= TASK STATEMENT =
Nothing but a number should be given: how many lines in the entries below include the string "split".

Items listed in a dataset
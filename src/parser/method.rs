//! HTTP request methods and method masks.

use std::fmt;
use std::ops::BitOr;
use std::str::FromStr;

use crate::parser::error::Error;

/// HTTP request methods understood by the server.
///
/// Each method owns one bit so routes can register a [`Methods`] mask.
#[derive(Debug, Clone, Copy, PartialEq, Eq, Hash, Default)]
#[repr(u8)]
pub enum Method {
    /// GET method: Requests a representation of the specified resource.
    #[default]
    GET = 0b0000_0001,
    /// POST method: Submits data to be processed to the identified resource.
    POST = 0b0000_0010,
    /// DELETE method: Deletes the specified resource.
    DELETE = 0b0000_0100,
    /// PUT method: Replaces all current representations of the target resource with the request payload.
    PUT = 0b0000_1000,
    /// PATCH method: Applies partial modifications to a resource.
    PATCH = 0b0001_0000,
    /// HEAD method: Same as GET but only transfers the status line and header section.
    HEAD = 0b0010_0000,
    /// OPTIONS method: Describes the communication options for the target resource.
    OPTIONS = 0b0100_0000,
}

impl FromStr for Method {
    type Err = Error;

    fn from_str(s: &str) -> Result<Self, Self::Err> {
        match s {
            "GET" => Ok(Method::GET),
            "POST" => Ok(Method::POST),
            "DELETE" => Ok(Method::DELETE),
            "PUT" => Ok(Method::PUT),
            "PATCH" => Ok(Method::PATCH),
            "HEAD" => Ok(Method::HEAD),
            "OPTIONS" => Ok(Method::OPTIONS),
            _ => Err(Error::UnsupportedMethod(s.to_string())),
        }
    }
}

impl fmt::Display for Method {
    fn fmt(&self, f: &mut fmt::Formatter<'_>) -> fmt::Result {
        write!(f, "{self:?}")
    }
}

/// A set of methods a route accepts.
#[derive(Debug, Clone, Copy, PartialEq, Eq, Hash)]
pub struct Methods(u8);

impl Methods {
    pub const GET: Methods = Methods(Method::GET as u8);
    pub const POST: Methods = Methods(Method::POST as u8);
    pub const DELETE: Methods = Methods(Method::DELETE as u8);
    pub const PUT: Methods = Methods(Method::PUT as u8);
    pub const PATCH: Methods = Methods(Method::PATCH as u8);
    pub const HEAD: Methods = Methods(Method::HEAD as u8);
    pub const OPTIONS: Methods = Methods(Method::OPTIONS as u8);
    pub const ANY: Methods = Methods(0b0111_1111);

    /// Whether `method` is part of this set.
    pub fn contains(self, method: Method) -> bool {
        self.0 & method as u8 != 0
    }

    /// Iterate the methods in the set, in bit order.
    pub fn iter(self) -> impl Iterator<Item = Method> {
        [
            Method::GET,
            Method::POST,
            Method::DELETE,
            Method::PUT,
            Method::PATCH,
            Method::HEAD,
            Method::OPTIONS,
        ]
        .into_iter()
        .filter(move |m| self.contains(*m))
    }
}

impl From<Method> for Methods {
    fn from(method: Method) -> Self {
        Methods(method as u8)
    }
}

impl BitOr for Methods {
    type Output = Methods;

    fn bitor(self, rhs: Methods) -> Methods {
        Methods(self.0 | rhs.0)
    }
}

impl BitOr<Method> for Methods {
    type Output = Methods;

    fn bitor(self, rhs: Method) -> Methods {
        Methods(self.0 | rhs as u8)
    }
}

impl BitOr for Method {
    type Output = Methods;

    fn bitor(self, rhs: Method) -> Methods {
        Methods(self as u8 | rhs as u8)
    }
}

impl fmt::Display for Methods {
    fn fmt(&self, f: &mut fmt::Formatter<'_>) -> fmt::Result {
        if *self == Methods::ANY {
            return f.write_str("ANY");
        }
        let names: Vec<String> = self.iter().map(|m| m.to_string()).collect();
        f.write_str(&names.join(", "))
    }
}
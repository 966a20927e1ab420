//! HTTP parser module.
//!
//! This module turns a fragmented byte stream into a request head, query and
//! form parameters, and upload events. Every parser here is resumable: input
//! may be delivered in chunks of any size and the result does not depend on
//! where the chunks were split.

mod body;
mod error;
mod header;
mod limits;
mod method;
mod multipart;
mod param;
mod request;
mod urlencoded;
mod version;
mod tests;

// Re-export public items
pub use body::{BodyEvent, BodyReader};
pub use error::{DecodeError, Error};
pub use header::{Header, Headers};
pub use limits::Limits;
pub use method::{Method, Methods};
pub use multipart::MultipartParser;
pub use param::{Parameter, Params};
pub use request::{Authorization, BodyKind, HeadParser, Progress, RequestHead};
pub use urlencoded::{parse_query, url_decode};
pub use version::HttpVersion;

// Re-export the parse_request function
pub use request::parse_request;
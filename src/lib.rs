//! An event-driven HTTP server engine for small devices.
//!
//! This library turns a fragmented byte stream into HTTP requests, routes
//! them to handlers and streams responses back under acknowledgement-driven
//! flow control, without ever blocking.
//!
//! # Features
//!
//! - Resumable parsing of the request line, headers, URL-encoded forms and
//!   `multipart/form-data` uploads, for input split at any byte
//! - Uploads streamed to handlers in bounded chunks
//! - Route patterns (exact, prefix, extension, regular expression), method
//!   masks, rewrites, filters and Basic authentication
//! - Declared-length, chunked, callback-filled and templated responses
//! - A tokio TCP adapter, or any transport of your own via [`server::Transport`]
//!
//! # Examples
//!
//! ## Parsing a request head
//!
//! ```
//! use asyncweb_rs::parse_request;
//!
//! let request_bytes = b"GET /form?x=1 HTTP/1.1\r\nHost: example.com\r\n\r\n";
//!
//! match parse_request(request_bytes) {
//!     Ok(head) => {
//!         println!("Method: {}", head.method);
//!         println!("Path: {}", head.url);
//!         println!("x = {:?}", head.params.value("x"));
//!     }
//!     Err(err) => {
//!         println!("Error parsing request: {}", err);
//!     }
//! }
//! ```
//!
//! ## Error handling
//!
//! ```
//! use asyncweb_rs::{parse_request, ParserError, StatusCode};
//!
//! let invalid_request = b"BREW /pot HTTP/1.1\r\nHost: example.com\r\n\r\n";
//!
//! match parse_request(invalid_request) {
//!     Ok(_) => println!("Request parsed successfully"),
//!     Err(err @ ParserError::UnsupportedMethod(_)) => {
//!         assert_eq!(StatusCode::from(&err), StatusCode::NotImplemented);
//!     }
//!     Err(err) => println!("Other error: {}", err),
//! }
//! ```
//!
//! ## Serving
//!
//! ```no_run
//! use asyncweb_rs::{HttpServer, Methods, ServerConfig, StatusCode};
//!
//! #[tokio::main(flavor = "current_thread")]
//! async fn main() -> Result<(), asyncweb_rs::ServerError> {
//!     let mut server = HttpServer::new(ServerConfig::default());
//!     server.on("/hello", Methods::GET, |req| {
//!         let name = req.arg("name").unwrap_or("world").to_string();
//!         req.send_text(StatusCode::Ok, "text/plain", format!("Hello, {name}!"));
//!     });
//!     server.start().await
//! }
//! ```
//!
//! See the `demos` directory for a complete server.

// Export the parser module
pub mod parser;

// Export the server module
pub mod server;

// Re-export commonly used items for convenience
pub use parser::{parse_request, Error as ParserError, HttpVersion, Method, Methods};
pub use server::{
    Error as ServerError, HttpRequest, HttpResponse, HttpServer, ServerConfig, StatusCode,
};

= RESULT =
2